Passing through some of the savings as Google gets less costly compute and storage is precisely what the company committed to doing last year, and it is keeping good on that promise with price reductions on its public cloud. The search engine giant, which wants a much bigger piece of the cloud computing pie than it currently has, is also introducing its own variant of Amazon’s spot pricing for compute instances – called Preemptible VMs – that will help lower costs further than the other aspects of its pricing, such as per-minute billing and automatic discounts for sustained usage of on-demand instances. (Google does not yet offer reserved instances, and Microsoft doesn’t offer reserved instances per se, but does have enterprise license agreements for large customers who buy Azure cloud capacity in bulk.)
The advent of preemptive VM pricing on Google’s Compute Engine infrastructure cloud suggests a few things. First, that Google has enough spare capacity in its datacenters when it is not loading up its own workloads on its systems that it can take on occasional work that might otherwise leave capacity just spinning in place and creating heat. (As James Hamilton, who runs the infrastructure at AWS and who used to do so at Microsoft, has pointed out in the past, the stupidest thing you can ever do is turn a server off.

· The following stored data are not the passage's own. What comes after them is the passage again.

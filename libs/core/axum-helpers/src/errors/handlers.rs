//! Router-level fallbacks answering in the [`ErrorResponse`] envelope.

use axum::{
    Json,
    http::StatusCode,
    response::{IntoResponse, Response},
};

use super::{ErrorCode, ErrorResponse};

fn envelope(status: StatusCode, code: ErrorCode) -> Response {
    (status, Json(ErrorResponse::new(code, code.default_message()))).into_response()
}

/// Unknown route
pub async fn not_found() -> Response {
    envelope(StatusCode::NOT_FOUND, ErrorCode::NotFound)
}

/// Known route, wrong verb
pub async fn method_not_allowed() -> Response {
    envelope(StatusCode::METHOD_NOT_ALLOWED, ErrorCode::MethodNotAllowed)
}
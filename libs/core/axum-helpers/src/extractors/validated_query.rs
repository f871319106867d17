//! Query-string extractor with validation, the `GET` counterpart of `ValidatedJson`.

use crate::errors::AppError;
use axum::{
    extract::{FromRequestParts, Query},
    http::request::Parts,
    response::{IntoResponse, Response},
};
use serde::de::DeserializeOwned;
use validator::Validate;

pub struct ValidatedQuery<T>(pub T);

impl<T, S> FromRequestParts<S> for ValidatedQuery<T>
where
    T: DeserializeOwned + Validate,
    S: Send + Sync,
{
    type Rejection = Response;

    async fn from_request_parts(parts: &mut Parts, state: &S) -> Result<Self, Self::Rejection> {
        let Query(data) = Query::<T>::from_request_parts(parts, state)
            .await
            .map_err(|e| AppError::QueryExtractorRejection(e).into_response())?;

        data.validate()
            .map_err(|e| AppError::ValidationError(e).into_response())?;

        Ok(ValidatedQuery(data))
    }
}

You find work for it to do because it is a sunk capital cost that you have to recoup.)
Moreover, the spot instances on Compute Engine also suggest that Google has a large enough and diverse enough customer base with varying compute needs and ever-present budgetary constraints to eat up that excess capacity in an orderly fashion when spread over that customer base. No cloud provider can add spot pricing to cloudy infrastructure unless and until it has a fairly good idea of how much capacity customers might need, particularly for parallel workloads that will speed up completion time on work instead of adding new workloads to the system, and do so for a lower overall cost of compute. But you can immediately see why spot pricing is appealing, because it allows for customers to eat up spare capacity that might not be making any money for the cloud at all while at the same time shaving a bit off the capacity expansion needs at the cloud providers. As customers learn to juggle on-demand, reserved, and spot instances for their workloads, they help drive up utilization on server and storage clusters.
It is a win-win-win for everyone involved.
As Google explained when it took the cloud price war to a new level last March, chopping its Compute Engine instance prices across the board by 32 percent, cloud pricing is not keeping pace with Moore’s Law. And Google thinks that it should, and customers would not argue.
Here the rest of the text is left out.